Une science de l'incertain est-elle encore une science?

-p.1: discussion sur le statut des Sciences Économiques 
-p.2: Formaliser les comportements économiques
-p.3: L'incertitude économique
-p.4: La monnaie
-p.5: Qu'est-ce qu'une science économique?

Second postulat, il est possible de formaliser les comportements économiques.

Le postulat initial de la rationalité économique des agents permet de modéliser les comportements économiques. La loi de l'offre et de la demande en est une bonne illustration. Le problème est de savoir comment déterminer un prix? Deux courbes qui se croisent sur un graphique simple suffisent a en comprendre la logique. Une courbe descendante représente l'augmentation des quantités de produits demandés (la demande) lorsque les prix baissent. Une courbe ascendante exprime l'augmentation des quantités de produits fabriqués (l'offre) lorsque les prix montent. Il est alors facile de comprendre que, malgré ces comportements contradictoires, l'intersection des deux courbes représente une situation idéale où vendeurs et acheteurs peuvent se rencontrer. C'est le prix.

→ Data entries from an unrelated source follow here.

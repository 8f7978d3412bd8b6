//! Prism demo: keyboard-controlled camera over a small lit scene
//!
//! Run with: cargo run -p prism_demo

mod control;
mod scene;

use std::path::PathBuf;
use std::process::ExitCode;

use prism_engine::prism::render::RenderConfig;
use prism_engine::prism::{run, AnimConfig, Engine, Result};

use control::Control;
use scene::{Axes, Scene};

fn run_demo() -> Result<()> {
    Engine::initialize()?;
    prism_engine_renderer_gl::register()?;

    let config = AnimConfig {
        title: "Prism demo".to_string(),
        render: RenderConfig {
            shader_dir: PathBuf::from(env!("CARGO_MANIFEST_DIR")).join("shaders"),
            ..Default::default()
        },
        ..Default::default()
    };
    let debug = config.device.enable_debug;

    let result = run(config, |anim| {
        let render = &mut anim.context_mut().render;
        let axes = Axes::new(render)?;
        let scene = Scene::new(render)?;
        anim.add_unit(Control::new()).add_unit(axes).add_unit(scene);
        Ok(())
    });

    if debug {
        prism_engine_renderer_gl::print_debug_stats_report();
    }
    Engine::shutdown();
    result
}

fn main() -> ExitCode {
    // Errors are logged where they are raised
    match run_demo() {
        Ok(()) => ExitCode::SUCCESS,
        Err(_) => ExitCode::FAILURE,
    }
}
mod context;
mod error;
mod executor;
mod rollback;
mod spec;
mod task;
mod validation;

pub use error::EngineError;
pub use spec::{ActionSpec, BlockingRefs};
pub use task::Task;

Dès les années 30, les économistes vont développer l'usage du langage mathématique pour illustrer leurs hypothèses. Leon WALRAS écrivit en 1874 un des premiers ouvrages de mathématique économique intitulé "Éléments d'économie politique pure" en tentant de construire son modèle abstrait de concurrence "pure et parfaite". Il considérait d'ailleurs l'économie comme une des branches des mathématiques. Cet ouvrage ne fut traduit en anglais qu'en 1954, c'est à dire au moment où les mathématiques se généralisèrent en économie. De même, les travaux qui suivirent la publication de la "Théorie générale de l'emploi de l'intérêt et de la monnaie" de J.M. KEYNES en 1936 s'inspirèrent-ils largement des mathématiques, malgré la méfiance du maître de Cambridge à l'égard de ce langage. Par exemple, la formule Y + M = C + S + X synthétise l'ensemble des activités de production et d'échange dans un espace économique donné. Or, la somme de ces quelques signes recouvre une myriade d'actes individuels, de motivations diverses, de succès et d'échecs, de joies et de peines.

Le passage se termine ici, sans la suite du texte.